What this task involves:
The data below holds the lines to copy: everything from the line containing "impl std::fmt::Display for" to the line containing "pub struct SignedHeaders", both ends included, set down exactly.
[[ The data open ]]
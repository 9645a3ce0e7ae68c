use serde::{Deserialize, Serialize};

use super::ListParams;

#[derive(Debug, Clone, Serialize, Deserialize)]
#[cfg_attr(feature = "ts", derive(ts_rs::TS), ts(export))]
pub struct BranchSummary {
    pub id: u64,
    pub name: String,
    #[serde(default)]
    pub city: String,
}

#[derive(Debug, Clone, Serialize, Deserialize)]
#[cfg_attr(feature = "ts", derive(ts_rs::TS), ts(export))]
pub struct Agent {
    pub id: u64,
    pub branch_id: u64,
    #[serde(default)]
    pub branch: Option<BranchSummary>,
    pub name: String,
    #[serde(default)]
    pub phone: String,
    #[serde(default)]
    pub email: String,
    #[serde(default)]
    pub license_no: String,
    #[serde(default)]
    pub is_active: bool,
    #[serde(default)]
    pub created_at: String,
    #[serde(default)]
    pub updated_at: String,
}

impl Agent {
    pub fn branch_name(&self) -> &str {
        self.branch.as_ref().map(|b| b.name.as_str()).unwrap_or("-")
    }
}

#[derive(Debug, Clone, Default, Serialize, Deserialize)]
#[cfg_attr(feature = "ts", derive(ts_rs::TS), ts(export))]
pub struct AgentRequest {
    #[serde(skip_serializing_if = "Option::is_none")]
    pub branch_id: Option<u64>,
    #[serde(skip_serializing_if = "Option::is_none")]
    pub name: Option<String>,
    #[serde(skip_serializing_if = "Option::is_none")]
    pub phone: Option<String>,
    #[serde(skip_serializing_if = "Option::is_none")]
    pub email: Option<String>,
    #[serde(skip_serializing_if = "Option::is_none")]
    pub license_no: Option<String>,
    #[serde(skip_serializing_if = "Option::is_none")]
    pub is_active: Option<bool>,
}

#[derive(Debug, Clone, Default, Serialize)]
pub struct AgentFilter {
    #[serde(flatten)]
    pub list: ListParams,
    #[serde(skip_serializing_if = "Option::is_none")]
    pub branch_id: Option<u64>,
}
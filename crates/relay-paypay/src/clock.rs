//! Time and randomness sources used when signing.
//!
//! Both are traits so tests can pin the timestamp and nonce that end up in a
//! signature.

use rand::RngCore;

/// Source of the current Unix time.
pub trait Clock: Send + Sync {
    /// Whole seconds since the Unix epoch.
    fn unix_seconds(&self) -> i64;
}

/// Wall clock.
#[derive(Debug, Clone, Copy, Default)]
pub struct SystemClock;

impl Clock for SystemClock {
    fn unix_seconds(&self) -> i64 {
        chrono::Utc::now().timestamp()
    }
}

/// Clock stuck at one instant.
#[derive(Debug, Clone, Copy)]
pub struct FixedClock(pub i64);

impl Clock for FixedClock {
    fn unix_seconds(&self) -> i64 {
        self.0
    }
}

/// Source of random bytes for nonces.
///
/// Implementations must be unpredictable in production; a repeated or
/// sequential nonce lets requests be replayed.
pub trait RandomSource: Send + Sync {
    fn fill(&self, dest: &mut [u8]);
}

/// Thread-local CSPRNG from `rand`, seeded from the OS.
#[derive(Debug, Clone, Copy, Default)]
pub struct SecureRandom;

impl RandomSource for SecureRandom {
    fn fill(&self, dest: &mut [u8]) {
        rand::rng().fill_bytes(dest);
    }
}

/// Repeats a fixed byte pattern. Tests only.
#[derive(Debug, Clone)]
pub struct FixedRandom(pub Vec<u8>);

impl FixedRandom {
    pub fn new(bytes: impl Into<Vec<u8>>) -> Self {
        Self(bytes.into())
    }
}

impl RandomSource for FixedRandom {
    fn fill(&self, dest: &mut [u8]) {
        if self.0.is_empty() {
            dest.fill(0);
            return;
        }
        for (i, byte) in dest.iter_mut().enumerate() {
            *byte = self.0[i % self.0.len()];
        }
    }
}
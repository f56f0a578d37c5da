//! # OPA-Auth Request Signing
//!
//! Every call to the PayPay API carries an `Authorization` header computed as:
//!
//! ```text
//! contentHash = "empty"                                   if GET or blank body
//!             = base64(MD5("application/json" + body))    otherwise
//!
//! base        = method \n path \n apiKey \n epoch \n nonce \n contentHash \n
//!
//! signature   = base64(HMAC-SHA256(apiSecret, base))
//!
//! Authorization: hmac OPA-Auth:<apiKey>:<signature>:<nonce>:<epoch>
//! ```
//!
//! A GET never hashes its body, even a non-blank one. The rule is pinned by
//! `test_get_with_body_uses_empty_hash`.

use crate::clock::{Clock, RandomSource, SecureRandom, SystemClock};
use crate::credentials::Credentials;
use base64::{engine::general_purpose::STANDARD as BASE64, Engine};
use hmac::{Hmac, Mac};
use md5::{Digest, Md5};
use relay_core::{RelayError, RelayResult};
use sha2::Sha256;
use std::sync::Arc;
use tracing::trace;

type HmacSha256 = Hmac<Sha256>;

/// Content type bound into the content hash and sent on every request
pub const CONTENT_TYPE: &str = "application/json";

/// Content hash used when there is no body to bind
pub const EMPTY_CONTENT_HASH: &str = "empty";

/// Prefix of the Authorization header value
pub const AUTH_PREFIX: &str = "hmac OPA-Auth:";

/// Header naming the merchant a request acts for
pub const ASSUME_MERCHANT_HEADER: &str = "X-ASSUME-MERCHANT";

/// Random bytes per nonce (rendered as twice as many hex characters)
pub const NONCE_BYTES: usize = 16;

/// HTTP methods the provider API is called with
#[derive(Debug, Clone, Copy, PartialEq, Eq)]
pub enum HttpMethod {
    Get,
    Post,
}

impl HttpMethod {
    pub fn as_str(&self) -> &'static str {
        match self {
            HttpMethod::Get => "GET",
            HttpMethod::Post => "POST",
        }
    }
}

impl std::fmt::Display for HttpMethod {
    fn fmt(&self, f: &mut std::fmt::Formatter<'_>) -> std::fmt::Result {
        f.write_str(self.as_str())
    }
}

impl From<HttpMethod> for reqwest::Method {
    fn from(method: HttpMethod) -> Self {
        match method {
            HttpMethod::Get => reqwest::Method::GET,
            HttpMethod::Post => reqwest::Method::POST,
        }
    }
}

/// Headers to attach to one outbound request
#[derive(Debug, Clone, PartialEq, Eq)]
pub struct SignedHeaders {
    pub authorization: String,
    pub content_type: &'static str,
    pub assume_merchant: String,
}

impl SignedHeaders {
    /// Header name/value pairs in the order they are sent.
    pub fn iter(&self) -> impl Iterator<Item = (&'static str, &str)> {
        [
            ("Authorization", self.authorization.as_str()),
            ("Content-Type", self.content_type),
            (ASSUME_MERCHANT_HEADER, self.assume_merchant.as_str()),
        ]
        .into_iter()
    }
}

/// Hash binding the body and content type into the signature.
pub fn content_hash(method: HttpMethod, body: &[u8]) -> String {
    if method == HttpMethod::Get || body.iter().all(u8::is_ascii_whitespace) {
        return EMPTY_CONTENT_HASH.to_string();
    }

    let mut hasher = Md5::new();
    hasher.update(CONTENT_TYPE.as_bytes());
    hasher.update(body);
    BASE64.encode(hasher.finalize())
}

/// Newline-joined string the HMAC is computed over (trailing newline included).
pub fn signature_base(
    method: HttpMethod,
    resource_path: &str,
    api_key: &str,
    timestamp: i64,
    nonce: &str,
    content_hash: &str,
) -> String {
    let timestamp = timestamp.to_string();
    let mut base = String::new();
    for part in [
        method.as_str(),
        resource_path,
        api_key,
        timestamp.as_str(),
        nonce,
        content_hash,
    ] {
        base.push_str(part);
        base.push('\n');
    }
    base
}

/// Base64 HMAC-SHA256 of `message` keyed with `secret`.
pub fn compute_signature(secret: &str, message: &str) -> String {
    let mut mac =
        HmacSha256::new_from_slice(secret.as_bytes()).expect("HMAC can take key of any size");
    mac.update(message.as_bytes());
    BASE64.encode(mac.finalize().into_bytes())
}

/// Sign with an explicit timestamp and nonce.
///
/// Deterministic: identical inputs always give identical headers.
pub fn sign_with(
    method: HttpMethod,
    resource_path: &str,
    body: &[u8],
    credentials: &Credentials,
    timestamp: i64,
    nonce: &str,
) -> SignedHeaders {
    let hash = content_hash(method, body);
    let base = signature_base(
        method,
        resource_path,
        credentials.api_key(),
        timestamp,
        nonce,
        &hash,
    );
    let signature = compute_signature(credentials.expose_secret(), &base);

    SignedHeaders {
        authorization: format!(
            "{}{}:{}:{}:{}",
            AUTH_PREFIX,
            credentials.api_key(),
            signature,
            nonce,
            timestamp
        ),
        content_type: CONTENT_TYPE,
        assume_merchant: credentials.merchant_id().to_string(),
    }
}

/// Signs outbound requests with fresh timestamps and nonces.
#[derive(Clone)]
pub struct RequestSigner {
    credentials: Credentials,
    clock: Arc<dyn Clock>,
    random: Arc<dyn RandomSource>,
}

impl RequestSigner {
    /// Signer backed by the wall clock and a CSPRNG
    pub fn new(credentials: Credentials) -> Self {
        Self::with_sources(credentials, Arc::new(SystemClock), Arc::new(SecureRandom))
    }

    /// Signer with explicit time and randomness (for tests)
    pub fn with_sources(
        credentials: Credentials,
        clock: Arc<dyn Clock>,
        random: Arc<dyn RandomSource>,
    ) -> Self {
        Self {
            credentials,
            clock,
            random,
        }
    }

    /// Current time according to the signer's clock
    pub fn unix_now(&self) -> i64 {
        self.clock.unix_seconds()
    }

    /// Fresh hex nonce of `2 * NONCE_BYTES` characters
    pub fn next_nonce(&self) -> String {
        let mut bytes = [0u8; NONCE_BYTES];
        self.random.fill(&mut bytes);
        hex::encode(bytes)
    }

    /// Build the headers for one request.
    pub fn build_auth_headers(
        &self,
        method: HttpMethod,
        resource_path: &str,
        body: &[u8],
    ) -> SignedHeaders {
        let timestamp = self.unix_now();
        let nonce = self.next_nonce();

        trace!(%method, resource_path, timestamp, "Signing PayPay request");

        sign_with(
            method,
            resource_path,
            body,
            &self.credentials,
            timestamp,
            &nonce,
        )
    }
}

impl std::fmt::Debug for RequestSigner {
    fn fmt(&self, f: &mut std::fmt::Formatter<'_>) -> std::fmt::Result {
        f.debug_struct("RequestSigner")
            .field("credentials", &self.credentials)
            .finish_non_exhaustive()
    }
}

/// Parsed `Authorization: hmac OPA-Auth:...` header value
#[derive(Debug, Clone, PartialEq, Eq)]
pub struct OpaAuthorization {
    pub api_key: String,
    pub signature: String,
    pub nonce: String,
    pub timestamp: i64,
}

impl OpaAuthorization {
    /// Split a header value into its parts.
    pub fn parse(value: &str) -> RelayResult<Self> {
        let rest = value.strip_prefix(AUTH_PREFIX).ok_or_else(|| {
            RelayError::Validation("Authorization is not an OPA-Auth header".to_string())
        })?;

        // The signature is base64 and the nonce hex, so any colon belongs to the key
        let mut parts = rest.rsplitn(4, ':');
        let (timestamp, nonce, signature, api_key) =
            match (parts.next(), parts.next(), parts.next(), parts.next()) {
                (Some(t), Some(n), Some(s), Some(k)) => (t, n, s, k),
                _ => {
                    return Err(RelayError::Validation(
                        "OPA-Auth header must have key, signature, nonce and timestamp"
                            .to_string(),
                    ))
                }
            };

        let timestamp = timestamp.parse::<i64>().map_err(|_| {
            RelayError::Validation(format!("Invalid OPA-Auth timestamp: {timestamp}"))
        })?;

        Ok(Self {
            api_key: api_key.to_string(),
            signature: signature.to_string(),
            nonce: nonce.to_string(),
            timestamp,
        })
    }

    /// Recompute the signature for a request and compare it with this one.
    pub fn verify(
        &self,
        secret: &str,
        method: HttpMethod,
        resource_path: &str,
        body: &[u8],
    ) -> bool {
        let base = signature_base(
            method,
            resource_path,
            &self.api_key,
            self.timestamp,
            &self.nonce,
            &content_hash(method, body),
        );
        constant_time_compare(&self.signature, &compute_signature(secret, &base))
    }
}

/// Compare two signatures without an early exit on the first differing byte,
/// so response timing leaks nothing about how much of a forged MAC matched.
fn constant_time_compare(expected: &str, actual: &str) -> bool {
    expected.len() == actual.len()
        && expected
            .bytes()
            .zip(actual.bytes())
            .fold(0u8, |diff, (x, y)| diff | (x ^ y))
            == 0
}

#[cfg(test)]
mod tests {
    use super::*;
    use crate::clock::{FixedClock, FixedRandom};

    const TS: i64 = 1_700_000_000;
    const NONCE: &str = "000102030405060708090a0b0c0d0e0f";
    const BODY: &[u8] = br#"{"amount":100}"#;

    fn creds(secret: &str) -> Credentials {
        Credentials::new("key-1", secret, "merchant-9").unwrap()
    }

    fn fixed_signer(secret: &str) -> RequestSigner {
        RequestSigner::with_sources(
            creds(secret),
            Arc::new(FixedClock(TS)),
            Arc::new(FixedRandom::new((0u8..16).collect::<Vec<_>>())),
        )
    }

    fn signature_of(headers: &SignedHeaders) -> String {
        OpaAuthorization::parse(&headers.authorization)
            .unwrap()
            .signature
    }

    #[test]
    fn test_content_hash_empty_cases() {
        assert_eq!(content_hash(HttpMethod::Get, b""), EMPTY_CONTENT_HASH);
        assert_eq!(content_hash(HttpMethod::Post, b""), EMPTY_CONTENT_HASH);
        assert_eq!(content_hash(HttpMethod::Post, b" \n\t "), EMPTY_CONTENT_HASH);
    }

    #[test]
    fn test_get_with_body_uses_empty_hash() {
        assert_eq!(content_hash(HttpMethod::Get, BODY), EMPTY_CONTENT_HASH);
    }

    #[test]
    fn test_content_hash_known_vector() {
        // base64(MD5("application/json{\"amount\":100}"))
        assert_eq!(
            content_hash(HttpMethod::Post, BODY),
            "Lp6TjfwXemDatz7k6hKxSg=="
        );
    }

    #[test]
    fn test_signature_base_layout() {
        let base = signature_base(HttpMethod::Post, "/v2/codes", "key-1", TS, NONCE, "h");
        assert_eq!(
            base,
            "POST\n/v2/codes\nkey-1\n1700000000\n000102030405060708090a0b0c0d0e0f\nh\n"
        );
    }

    #[test]
    fn test_known_signature_vector() {
        let headers = sign_with(HttpMethod::Post, "/v2/codes", BODY, &creds("s3cret"), TS, NONCE);
        assert_eq!(
            headers.authorization,
            "hmac OPA-Auth:key-1:1+ykwW72ipb+u/IaY7su1CcQ/JfCEN64lwmmCdRY7DQ=:000102030405060708090a0b0c0d0e0f:1700000000"
        );
        assert_eq!(headers.content_type, "application/json");
        assert_eq!(headers.assume_merchant, "merchant-9");
    }

    #[test]
    fn test_signing_is_deterministic() {
        let a = fixed_signer("s3cret").build_auth_headers(HttpMethod::Post, "/v2/codes", BODY);
        let b = fixed_signer("s3cret").build_auth_headers(HttpMethod::Post, "/v2/codes", BODY);
        assert_eq!(a, b);
        assert_eq!(
            a,
            sign_with(HttpMethod::Post, "/v2/codes", BODY, &creds("s3cret"), TS, NONCE)
        );
    }

    #[test]
    fn test_recomputed_hmac_matches() {
        let headers = fixed_signer("s3cret").build_auth_headers(HttpMethod::Post, "/v2/codes", BODY);
        let auth = OpaAuthorization::parse(&headers.authorization).unwrap();

        assert_eq!(auth.api_key, "key-1");
        assert_eq!(auth.nonce, NONCE);
        assert_eq!(auth.timestamp, TS);

        let base = signature_base(
            HttpMethod::Post,
            "/v2/codes",
            "key-1",
            TS,
            NONCE,
            &content_hash(HttpMethod::Post, BODY),
        );
        assert_eq!(auth.signature, compute_signature("s3cret", &base));
        assert!(auth.verify("s3cret", HttpMethod::Post, "/v2/codes", BODY));
        assert!(!auth.verify("other", HttpMethod::Post, "/v2/codes", BODY));
        assert!(!auth.verify("s3cret", HttpMethod::Post, "/v2/codes", b"{}"));
    }

    #[test]
    fn test_every_input_changes_signature() {
        let c = creds("s3cret");
        let reference = signature_of(&sign_with(HttpMethod::Post, "/v2/codes", BODY, &c, TS, NONCE));

        let variants = [
            sign_with(HttpMethod::Post, "/v2/codes", BODY, &creds("s3cret2"), TS, NONCE),
            sign_with(HttpMethod::Get, "/v2/codes", BODY, &c, TS, NONCE),
            sign_with(HttpMethod::Post, "/v2/payments/abc", BODY, &c, TS, NONCE),
            sign_with(HttpMethod::Post, "/v2/codes", br#"{"amount":101}"#, &c, TS, NONCE),
            sign_with(HttpMethod::Post, "/v2/codes", BODY, &c, TS + 1, NONCE),
            sign_with(
                HttpMethod::Post,
                "/v2/codes",
                BODY,
                &c,
                TS,
                "ffffffffffffffffffffffffffffffff",
            ),
        ];

        for variant in &variants {
            assert_ne!(signature_of(variant), reference);
        }
    }

    #[test]
    fn test_nonce_is_32_hex_chars() {
        let signer = RequestSigner::new(creds("s3cret"));
        let a = signer.next_nonce();
        let b = signer.next_nonce();

        assert_eq!(a.len(), 2 * NONCE_BYTES);
        assert!(a.chars().all(|c| c.is_ascii_hexdigit()));
        assert_ne!(a, b);
        assert_eq!(fixed_signer("x").next_nonce(), NONCE);
    }

    #[test]
    fn test_live_signer_varies_per_call() {
        let signer = RequestSigner::new(creds("s3cret"));
        let a = signer.build_auth_headers(HttpMethod::Get, "/v2/payments/abc", b"");
        let b = signer.build_auth_headers(HttpMethod::Get, "/v2/payments/abc", b"");
        assert_ne!(a.authorization, b.authorization);
    }

    #[test]
    fn test_header_pairs() {
        let headers = sign_with(HttpMethod::Get, "/v2/payments/abc", b"", &creds("s"), TS, NONCE);
        let names: Vec<_> = headers.iter().map(|(name, _)| name).collect();
        assert_eq!(names, ["Authorization", "Content-Type", "X-ASSUME-MERCHANT"]);
        assert!(headers.authorization.starts_with("hmac OPA-Auth:key-1:"));
        assert!(headers.authorization.ends_with(":000102030405060708090a0b0c0d0e0f:1700000000"));
    }

    #[test]
    fn test_parse_rejects_garbage() {
        assert!(OpaAuthorization::parse("Bearer abc").is_err());
        assert!(OpaAuthorization::parse("hmac OPA-Auth:key:sig").is_err());
        assert!(OpaAuthorization::parse("hmac OPA-Auth:key:sig:nonce:soon").is_err());
    }

    #[test]
    fn test_constant_time_compare() {
        assert!(constant_time_compare("abc=", "abc="));
        assert!(!constant_time_compare("abc=", "abd="));
        assert!(!constant_time_compare("abc=", "abc"));
        assert!(!constant_time_compare("", "a"));
    }

    #[test]
    fn test_secret_not_in_debug() {
        let debug_str = format!("{:?}", fixed_signer("s3cret"));
        assert!(!debug_str.contains("s3cret"));
    }
}
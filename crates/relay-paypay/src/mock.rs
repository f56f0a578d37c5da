//! # Mock Gateway
//!
//! Fabricates PayPay-shaped responses without touching the network or the
//! signer. Selected at startup when `MOCK_MODE` is on.

use async_trait::async_trait;
use chrono::Utc;
use relay_core::{
    CreatePaymentRequest, PaymentCreated, PaymentGateway, PaymentStatusReport, RelayResult,
    CURRENCY,
};
use serde_json::json;
use std::time::Duration;
use tracing::{info, instrument};
use uuid::Uuid;

/// Artificial latency before a mock code is issued
pub const MOCK_CREATE_DELAY: Duration = Duration::from_millis(500);

/// Seconds a mock code claims to stay valid
const MOCK_CODE_TTL_SECS: i64 = 300;

/// Gateway returning canned success payloads
#[derive(Debug, Clone)]
pub struct MockGateway {
    delay: Duration,
}

impl MockGateway {
    pub fn new() -> Self {
        Self {
            delay: MOCK_CREATE_DELAY,
        }
    }

    /// Builder: change the artificial delay
    pub fn with_delay(mut self, delay: Duration) -> Self {
        self.delay = delay;
        self
    }

    /// Deep-link the mock hands back for a request
    pub fn deeplink_for(request: &CreatePaymentRequest) -> String {
        format!(
            "paypay://payment?merchantPaymentId={}&amount={}",
            request.merchant_payment_id, request.amount
        )
    }
}

impl Default for MockGateway {
    fn default() -> Self {
        Self::new()
    }
}

#[async_trait]
impl PaymentGateway for MockGateway {
    #[instrument(skip(self, request), fields(merchant_payment_id = %request.merchant_payment_id))]
    async fn create_payment(&self, request: &CreatePaymentRequest) -> RelayResult<PaymentCreated> {
        tokio::time::sleep(self.delay).await;

        let now = Utc::now().timestamp();
        let code_id = format!("mock-code-{}", Uuid::new_v4().simple());

        info!("Mock PayPay code issued: {}", code_id);

        Ok(PaymentCreated::from_provider_body(json!({
            "resultInfo": {
                "code": "SUCCESS",
                "message": "Success",
                "codeId": "08100001"
            },
            "data": {
                "codeId": code_id,
                "url": format!("https://mock.paypay.invalid/qr/{}", code_id),
                "deeplink": Self::deeplink_for(request),
                "expiryDate": now + MOCK_CODE_TTL_SECS,
                "merchantPaymentId": request.merchant_payment_id,
                "amount": {"amount": request.amount, "currency": CURRENCY},
                "orderDescription": request.description,
                "codeType": "ORDER_QR",
                "requestedAt": now,
                "redirectType": "APP_DEEPLINK",
                "isAuthorization": false
            }
        })))
    }

    #[instrument(skip(self))]
    async fn payment_status(&self, merchant_payment_id: &str) -> RelayResult<PaymentStatusReport> {
        let now = Utc::now().timestamp();

        Ok(PaymentStatusReport::new(json!({
            "resultInfo": {
                "code": "SUCCESS",
                "message": "Success",
                "codeId": "08100001"
            },
            "data": {
                "paymentId": format!("mock-payment-{}", Uuid::new_v4().simple()),
                "status": "COMPLETED",
                "acceptedAt": now,
                "merchantPaymentId": merchant_payment_id,
                "requestedAt": now
            }
        })))
    }

    fn gateway_name(&self) -> &'static str {
        "mock"
    }

    fn is_mock(&self) -> bool {
        true
    }
}
//! # relay-api
//!
//! HTTP API layer for paypay-relay.
//!
//! This crate provides:
//! - Axum-based HTTP server
//! - REST endpoints the mobile app calls instead of PayPay directly
//! - Startup-time gateway selection (live or mock)
//!
//! ## Endpoints
//!
//! | Method | Path | Description |
//! |--------|------|-------------|
//! | GET | `/health` | Health check |
//! | POST | `/create-payment` | Issue a payment code |
//! | GET | `/payment-status/{merchantPaymentId}` | Payment status |

pub mod handlers;
pub mod routes;
pub mod state;

pub use routes::create_router;
pub use state::{AppConfig, AppState};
[[ The data closed ]]
Answer:
impl std::fmt::Display for HttpMethod {
    fn fmt(&self, f: &mut std::fmt::Formatter<'_>) -> std::fmt::Result {
        f.write_str(self.as_str())
    }
}

impl From<HttpMethod> for reqwest::Method {
    fn from(method: HttpMethod) -> Self {
        match method {
            HttpMethod::Get => reqwest::Method::GET,
            HttpMethod::Post => reqwest::Method::POST,
        }
    }
}

/// Headers to attach to one outbound request
#[derive(Debug, Clone, PartialEq, Eq)]
pub struct SignedHeaders {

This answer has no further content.